Over a year and 1.3 million documents later, these are some of the arguments that US lawmakers used in a report published yesterday. It called for the breaking up of Amazon, Facebook, Apple and Google to limit their dominance.
This comes after the heads of the four companies were called upon in July to convince the policymakers. But if anything, it looks like their answers only spurred the lawmakers further.
"Their answers were often evasive and non-responsive, raising fresh questions about whether they believe they are beyond the reach of democratic oversight," said the 450-page report.
Even as the four companies denied the findings in the report, the cases keep coming at them. Yesterday, Reutersreported that the Competition Commission of India has now slapped a brand new antitrust case on Google for dominating smart televisions.
But here is the thing. If being a monopoly is what is causing this existential crisis for these companies, being a monopoly is also what will likely save them from regulatory action.

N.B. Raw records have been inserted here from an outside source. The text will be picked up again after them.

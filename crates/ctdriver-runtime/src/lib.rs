//! Container execution driver for the ctdriver workspace.
//!
//! Data flow: the [`driver::Driver`] receives a [`command::Command`], builds a
//! container handle through a [`backend::Session`], wires stdio with a
//! [`terminal::Terminal`], launches the init program inside the new
//! namespaces and blocks until it exits. The init program itself runs
//! [`init::run`] before replacing itself with the real entrypoint.

#![allow(unsafe_code)]
#![cfg_attr(test, allow(clippy::expect_used, clippy::unwrap_used))]

pub mod backend;
pub mod command;
pub mod driver;
pub mod init;
pub mod quote;
pub mod terminal;
impl ContainerHandle for NativeHandle {
    fn id(&self) -> &ContainerId {
        &self.record.id
    }

    fn add_mount(&self, mount: &Mount) -> Result<()> {
        if !mount.destination.is_absolute() {
            return Err(DriverError::Config {
                message: format!(
                    "mount destination must be absolute: {}",
                    mount.destination.display()
                ),
            });
        }
        self.configure(|state| state.mounts.push(mount.clone()))
    }

    fn set_option(&self, option: CtOption) -> Result<()> {
        self.configure(|state| match option {
            CtOption::AutoProcMount => state.auto_proc = true,
        })
    }

    fn set_fs_root(&self, root: &Path) -> Result<()> {
        if !root.is_dir() {
            return Err(DriverError::Config {
                message: format!("filesystem root is not a directory: {}", root.display()),
            });
        }
        self.configure(|state| state.root = Some(root.to_path_buf()))
    }

    fn set_ns_mask(&self, mask: NamespaceConfig) -> Result<()> {
        self.configure(|state| state.ns_mask = mask)
    }

    fn run(
        &self,
        path: &Path,
        argv: &[String],
        env: &[String],
        stdio: Option<ChildStdio>,
    ) -> Result<u32> {
        let id = &self.record.id;
        let mut state = lock(&self.record.state, "container")?;
        if state.pid.is_some() {
            return Err(backend_error("run", format!("container {id} already launched")));
        }
        let mut created = Vec::new();
        let plan = LaunchPlan::build(&state, path, argv, env, &mut created);
        state.created.append(&mut created);
        let plan = plan?;
        let (err_read, err_write) = nix::unistd::pipe2(OFlag::O_CLOEXEC)
            .map_err(|e| backend_error("run", format!("creating error pipe: {e}")))?;
        let mut stack = vec![0u8; CHILD_STACK_SIZE];

        let child = Box::new(|| -> isize {
            match exec_child(&plan, stdio.as_ref()) {
                Ok(never) => match never {},
                Err((stage, errno)) => {
                    report_failure(&err_write, stage, errno);
                    EXIT_COMMAND_NOT_FOUND as isize
                }
            }
        });
        // SAFETY: the child only runs the prepared plan and then execs or
        // exits; it does not touch locks held by other threads.
        let pid = unsafe {
            nix::sched::clone(
                child,
                &mut stack,
                state.ns_mask.clone_flags(),
                Some(Signal::SIGCHLD as i32),
            )
        }
        .map_err(|e| backend_error("clone", e.to_string()))?;

        // The child owns its copies now; the read below ends at exec or exit.
        drop(err_write);
        drop(stdio);
        let mut report = Vec::new();
        let _ = File::from(err_read)
            .read_to_end(&mut report)
            .map_err(|e| backend_error("run", format!("reading error pipe: {e}")))?;
        if !report.is_empty() {
            let _ = waitpid(pid, None);
            let message = decode_failure(&report).map_or_else(
                || "child failed before exec".to_string(),
                |(stage, errno)| format!("{}: {errno}", stage.describe()),
            );
            return Err(backend_error("run", message));
        }

        let raw = pid_to_u32(pid)?;
        state.pid = Some(pid);
        state.cgroup = match CgroupManager::create(id.as_str()) {
            Ok(cgroup) => {
                if let Err(e) = cgroup.add_process(raw) {
                    tracing::warn!(id = %id, error = %e, "could not join container cgroup");
                }
                Some(cgroup)
            }
            Err(e) => {
                tracing::warn!(id = %id, error = %e, "no container cgroup");
                None
            }
        };
        tracing::info!(id = %id, pid = raw, ns = %state.ns_mask, "container process started");
        Ok(raw)
    }

    fn wait(&self) -> Result<ExitStatus> {
        let pid = {
            let state = lock(&self.record.state, "container")?;
            if let Some(exit) = state.exit {
                return Ok(exit);
            }
            state
                .pid
                .ok_or_else(|| backend_error("wait", "container not launched"))?
        };

        let exit = loop {
            match waitpid(pid, None) {
                Ok(WaitStatus::Exited(_, code)) => break ExitStatus::Exited(code),
                Ok(WaitStatus::Signaled(_, signal, _)) => break ExitStatus::Signaled(signal as i32),
                Ok(_) | Err(Errno::EINTR) => {}
                Err(e) => return Err(backend_error("wait", e.to_string())),
            }
        };
        lock(&self.record.state, "container")?.exit = Some(exit);
        tracing::info!(id = %self.record.id, pid = %pid, status = %exit, "container process exited");
        Ok(exit)
    }

    fn state(&self) -> Result<RunState> {
        let state = lock(&self.record.state, "container")?;
        let Some(pid) = state.pid else {
            return Ok(RunState::Stopped);
        };
        if state.exit.is_some() {
            return Ok(RunState::Stopped);
        }
        match kill(pid, None) {
            Ok(()) | Err(Errno::EPERM) if !is_zombie(pid) => Ok(RunState::Running),
            Ok(()) | Err(Errno::EPERM | Errno::ESRCH) => Ok(RunState::Stopped),
            Err(e) => Err(backend_error("state", e.to_string())),
        }
    }

    fn kill(&self) -> Result<()> {
        let state = lock(&self.record.state, "container")?;
        let pid = state
            .pid
            .ok_or_else(|| backend_error("kill", "container not launched"))?;
        if state.exit.is_some() {
            return Ok(());
        }
        match kill(pid, Signal::SIGKILL) {
            Ok(()) | Err(Errno::ESRCH) => {
                tracing::info!(id = %self.record.id, pid = %pid, "container killed");
                Ok(())
            }
            Err(e) => Err(backend_error("kill", e.to_string())),
        }
    }

    fn destroy(&self) -> Result<()> {
        {
            let mut registry = lock(&self.registry, "session")?;
            if registry
                .get(&self.record.id)
                .is_some_and(|r| Arc::ptr_eq(r, &self.record))
            {
                let _ = registry.remove(&self.record.id);
            }
        }
        let (cgroup, created) = {
            let mut state = lock(&self.record.state, "container")?;
            (state.cgroup.take(), std::mem::take(&mut state.created))
        };
        remove_mount_points(&created);
        if let Some(cgroup) = cgroup {
            if let Err(e) = cgroup.destroy() {
                tracing::warn!(id = %self.record.id, error = %e, "container cgroup left behind");
            }
        }
        tracing::debug!(id = %self.record.id, "container handle destroyed");
        Ok(())
    }
}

The growth in the platforms’ market power has coincided with an increase in their influence over the policymaking process. Over the past decade, the dominant online platforms have significantly increased their lobbying activity, which tends to create a feedback loop for large companies. More money spent on lobbying may deliver higher equity returns and market share, which, in turn, may spur more lobbying.
Investigation of Competition in digital markets, Subcommittee on antitrust, commercial and administrative law
The legislative action based on this report will show if that loop can be broken.
Paradoxical generosity
Shruti
Amid an economic crisis, Indian companies seem to be in an unusually generous mood.
Companies across sectors have been doling out dividends much higher than previous fiscals. According to data from Capitaline, the dividend payout for the Nifty500 stock—an index of the top 500 listed companies on the National Stock Exchange—has risen by 42.5% in the year ended March 2020. This is the highest in about seven years.
Among those leading from the front is ITC Ltd, which announced the highest dividend of Rs 12,477 crore (US$1.71 billion) in July. This came despite its sales and profits dropping quarter-on-quarter. Like ITC, other top dividend payers include energy conglomerate NTPC, consumer goods majors Hindustan Unilever and Britannia Industries, automaker Maruti Suzuki, IT firms Tata Consultancy Services and Tech Mahindra and telecom player Bharti Airtel.
Presumably, to placate anxious investors and prevent them from dumping the stock, companies have continued to push the pedal on dividends in the current fiscal as well.
At least 661 companies have announced dividends worth about Rs 49,674 crore between April and September. Around 1,335 companies paid a total dividend of Rs 60,767 crore in the same period last year, though their financials and stocks were performing much better at the time.
Firms dole out large dividends amid covid, Livemint
This generosity is not limited to public shareholders and is extended to the top management as well. On comparing the remuneration paid to top management with the median remuneration for 42 private companies in Nifty50, economists Reetika Khera and Meghna Yadav drew an interesting conclusion. There seemed to be little to no impact on the earnings of corporate India's top management in the year ended March 2020. Ironically, this is in a year when Covid-19 was used as a shield for massive pay cuts and job loss for lower- and mid-rung employees across sectors.
Incidentally, company management are also shareholders and receive the benefits of a hefty dividend payout.
However, when it comes to capital investments, corporate India prefers to tighten its purse strings. Kumar Mangalam Birla-owned Hindalco Industries, for instance, has cut capital expenditure by 40%. PVR, Adani Enterprises and Apollo Tyres have also made announcements to defer capex.
Sure, at a time when demand continues to remain muted and economic growth looks bleak, ‘cash preservation’ would be a preferred alternative. But capital investments constitute about a quarter of the country's gross domestic product (GDP). Lower expenditure could impact the already dwindling economy in the long-term and dent the potential growth rate of 7-8%.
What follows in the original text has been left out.